◆ WORK ITEM ◆
Return the entries below precisely, omitting nothing.

◆ DATA EXTRACT ◆
// Copyright (c) 2025 Kirky.X
//
// Licensed under the MIT License
// See LICENSE file in the project root for full license information.

use chrono::{DateTime, Utc};

/// OpenKJ 客户端使用的 API 密钥，归属于某个后台用户
#[derive(Debug, Clone, PartialEq)]
pub struct ApiKey {
    pub api_key_id: i32,
    pub key: String,
    pub user_id: i32,
    pub description: Option<String>,
    pub last_used_at: Option<DateTime<Utc>>,
    pub created_at: DateTime<Utc>,
}

impl ApiKey {
    /// 生成新的密钥字符串：32 个随机字节的十六进制表示
    pub fn generate_key() -> String {
        let bytes: [u8; 32] = rand::random();
        hex::encode(bytes)
    }

    /// 日志中使用的密钥前缀
    pub fn redacted(key: &str) -> String {
        let prefix: String = key.chars().take(5).collect();
        format!("{}...", prefix)
    }
}

#[derive(Debug, Clone)]
pub struct NewApiKey {
    pub key: String,
    pub user_id: i32,
    pub description: Option<String>,
}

◆ REPLY TO THE TASK ◆
// Copyright (c) 2025 Kirky.X
//
// Licensed under the MIT License
// See LICENSE file in the project root for full license information.

use chrono::{DateTime, Utc};

/// OpenKJ 客户端使用的 API 密钥，归属于某个后台用户
#[derive(Debug, Clone, PartialEq)]
pub struct ApiKey {
    pub api_key_id: i32,
    pub key: String,
    pub user_id: i32,
    pub description: Option<String>,
    pub last_used_at: Option<DateTime<Utc>>,
    pub created_at: DateTime<Utc>,
}

impl ApiKey {
    /// 生成新的密钥字符串：32 个随机字节的十六进制表示
    pub fn generate_key() -> String {
        let bytes: [u8; 32] = rand::random();
        hex::encode(bytes)
    }

    /// 日志中使用的密钥前缀
    pub fn redacted(key: &str) -> String {
        let prefix: String = key.chars().take(5).collect();
        format!("{}...", prefix)
    }
}

#[derive(Debug, Clone)]
pub struct NewApiKey {
    pub key: String,
    pub user_id: i32,
    pub description: Option<String>,
}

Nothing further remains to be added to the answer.